BEGIN

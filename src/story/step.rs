use std::fmt;

use serde::{Deserialize, Serialize};

/// The three charts of the story, by container element.
#[derive(Debug, Clone, Copy, PartialEq, Eq, Hash, Serialize, Deserialize)]
pub enum ChartId {
    #[serde(rename = "chart-1")]
    LifeExpectancy,
    #[serde(rename = "chart-2")]
    HousingPrices,
    #[serde(rename = "chart-3")]
    CityTemperatures,
}

impl ChartId {
    #[must_use]
    pub const fn container_id(self) -> &'static str {
        match self {
            Self::LifeExpectancy => "chart-1",
            Self::HousingPrices => "chart-2",
            Self::CityTemperatures => "chart-3",
        }
    }
}

/// Named scroll anchor. Crossing it fires the matching chart's handler.
#[derive(Debug, Clone, Copy, PartialEq, Eq, Hash, PartialOrd, Ord, Serialize, Deserialize)]
pub enum Step {
    #[serde(rename = "into-graph")]
    IntoGraph,
    #[serde(rename = "asia-graph")]
    AsiaGraph,
    #[serde(rename = "africa-graph")]
    AfricaGraph,
    #[serde(rename = "na-graph")]
    NorthAmericaGraph,
    #[serde(rename = "low-gdp-graph")]
    LowGdpGraph,
    #[serde(rename = "continent-graph")]
    ContinentGraph,
    #[serde(rename = "reset-graph")]
    ResetGraph,
    #[serde(rename = "graph-2")]
    BlankPriceGraph,
    #[serde(rename = "drawlines")]
    DrawLines,
    #[serde(rename = "highlightUS")]
    HighlightUs,
    #[serde(rename = "highlightRegions")]
    HighlightRegions,
    #[serde(rename = "drawRectangle")]
    DrawRectangle,
    #[serde(rename = "nyc-step")]
    Nyc,
    #[serde(rename = "beijing-step")]
    Beijing,
    #[serde(rename = "stockholm-step")]
    Stockholm,
    #[serde(rename = "lima-step")]
    Lima,
    #[serde(rename = "tuscon-step")]
    Tuscon,
}

impl Step {
    pub const ALL: [Self; 17] = [
        Self::IntoGraph,
        Self::AsiaGraph,
        Self::AfricaGraph,
        Self::NorthAmericaGraph,
        Self::LowGdpGraph,
        Self::ContinentGraph,
        Self::ResetGraph,
        Self::BlankPriceGraph,
        Self::DrawLines,
        Self::HighlightUs,
        Self::HighlightRegions,
        Self::DrawRectangle,
        Self::Nyc,
        Self::Beijing,
        Self::Stockholm,
        Self::Lima,
        Self::Tuscon,
    ];

    /// Anchor element id, without the leading `#`.
    #[must_use]
    pub const fn anchor(self) -> &'static str {
        match self {
            Self::IntoGraph => "into-graph",
            Self::AsiaGraph => "asia-graph",
            Self::AfricaGraph => "africa-graph",
            Self::NorthAmericaGraph => "na-graph",
            Self::LowGdpGraph => "low-gdp-graph",
            Self::ContinentGraph => "continent-graph",
            Self::ResetGraph => "reset-graph",
            Self::BlankPriceGraph => "graph-2",
            Self::DrawLines => "drawlines",
            Self::HighlightUs => "highlightUS",
            Self::HighlightRegions => "highlightRegions",
            Self::DrawRectangle => "drawRectangle",
            Self::Nyc => "nyc-step",
            Self::Beijing => "beijing-step",
            Self::Stockholm => "stockholm-step",
            Self::Lima => "lima-step",
            Self::Tuscon => "tuscon-step",
        }
    }

    #[must_use]
    pub const fn chart(self) -> ChartId {
        match self {
            Self::IntoGraph
            | Self::AsiaGraph
            | Self::AfricaGraph
            | Self::NorthAmericaGraph
            | Self::LowGdpGraph
            | Self::ContinentGraph
            | Self::ResetGraph => ChartId::LifeExpectancy,
            Self::BlankPriceGraph
            | Self::DrawLines
            | Self::HighlightUs
            | Self::HighlightRegions
            | Self::DrawRectangle => ChartId::HousingPrices,
            Self::Nyc | Self::Beijing | Self::Stockholm | Self::Lima | Self::Tuscon => {
                ChartId::CityTemperatures
            }
        }
    }

    /// Resolves an anchor name, with or without the leading `#`.
    #[must_use]
    pub fn from_anchor(anchor: &str) -> Option<Self> {
        let anchor = anchor.strip_prefix('#').unwrap_or(anchor);
        Self::ALL.into_iter().find(|step| step.anchor() == anchor)
    }

    /// Steps belonging to `chart`, in narrative order.
    pub fn for_chart(chart: ChartId) -> impl Iterator<Item = Self> {
        Self::ALL.into_iter().filter(move |step| step.chart() == chart)
    }
}

impl fmt::Display for Step {
    fn fmt(&self, f: &mut fmt::Formatter<'_>) -> fmt::Result {
        write!(f, "#{}", self.anchor())
    }
}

END

DIRECTIONS
Set down each line of the material verbatim, from the first line through the line that contains "element id, without".

ANSWER FOR THIS EXERCISE
filename src/story/step.rs
use std::fmt;

use serde::{Deserialize, Serialize};

/// The three charts of the story, by container element.
#[derive(Debug, Clone, Copy, PartialEq, Eq, Hash, Serialize, Deserialize)]
pub enum ChartId {
    #[serde(rename = "chart-1")]
    LifeExpectancy,
    #[serde(rename = "chart-2")]
    HousingPrices,
    #[serde(rename = "chart-3")]
    CityTemperatures,
}

impl ChartId {
    #[must_use]
    pub const fn container_id(self) -> &'static str {
        match self {
            Self::LifeExpectancy => "chart-1",
            Self::HousingPrices => "chart-2",
            Self::CityTemperatures => "chart-3",
        }
    }
}

/// Named scroll anchor. Crossing it fires the matching chart's handler.
#[derive(Debug, Clone, Copy, PartialEq, Eq, Hash, PartialOrd, Ord, Serialize, Deserialize)]
pub enum Step {
    #[serde(rename = "into-graph")]
    IntoGraph,
    #[serde(rename = "asia-graph")]
    AsiaGraph,
    #[serde(rename = "africa-graph")]
    AfricaGraph,
    #[serde(rename = "na-graph")]
    NorthAmericaGraph,
    #[serde(rename = "low-gdp-graph")]
    LowGdpGraph,
    #[serde(rename = "continent-graph")]
    ContinentGraph,
    #[serde(rename = "reset-graph")]
    ResetGraph,
    #[serde(rename = "graph-2")]
    BlankPriceGraph,
    #[serde(rename = "drawlines")]
    DrawLines,
    #[serde(rename = "highlightUS")]
    HighlightUs,
    #[serde(rename = "highlightRegions")]
    HighlightRegions,
    #[serde(rename = "drawRectangle")]
    DrawRectangle,
    #[serde(rename = "nyc-step")]
    Nyc,
    #[serde(rename = "beijing-step")]
    Beijing,
    #[serde(rename = "stockholm-step")]
    Stockholm,
    #[serde(rename = "lima-step")]
    Lima,
    #[serde(rename = "tuscon-step")]
    Tuscon,
}

impl Step {
    pub const ALL: [Self; 17] = [
        Self::IntoGraph,
        Self::AsiaGraph,
        Self::AfricaGraph,
        Self::NorthAmericaGraph,
        Self::LowGdpGraph,
        Self::ContinentGraph,
        Self::ResetGraph,
        Self::BlankPriceGraph,
        Self::DrawLines,
        Self::HighlightUs,
        Self::HighlightRegions,
        Self::DrawRectangle,
        Self::Nyc,
        Self::Beijing,
        Self::Stockholm,
        Self::Lima,
        Self::Tuscon,
    ];

    /// Anchor element id, without the leading `#`.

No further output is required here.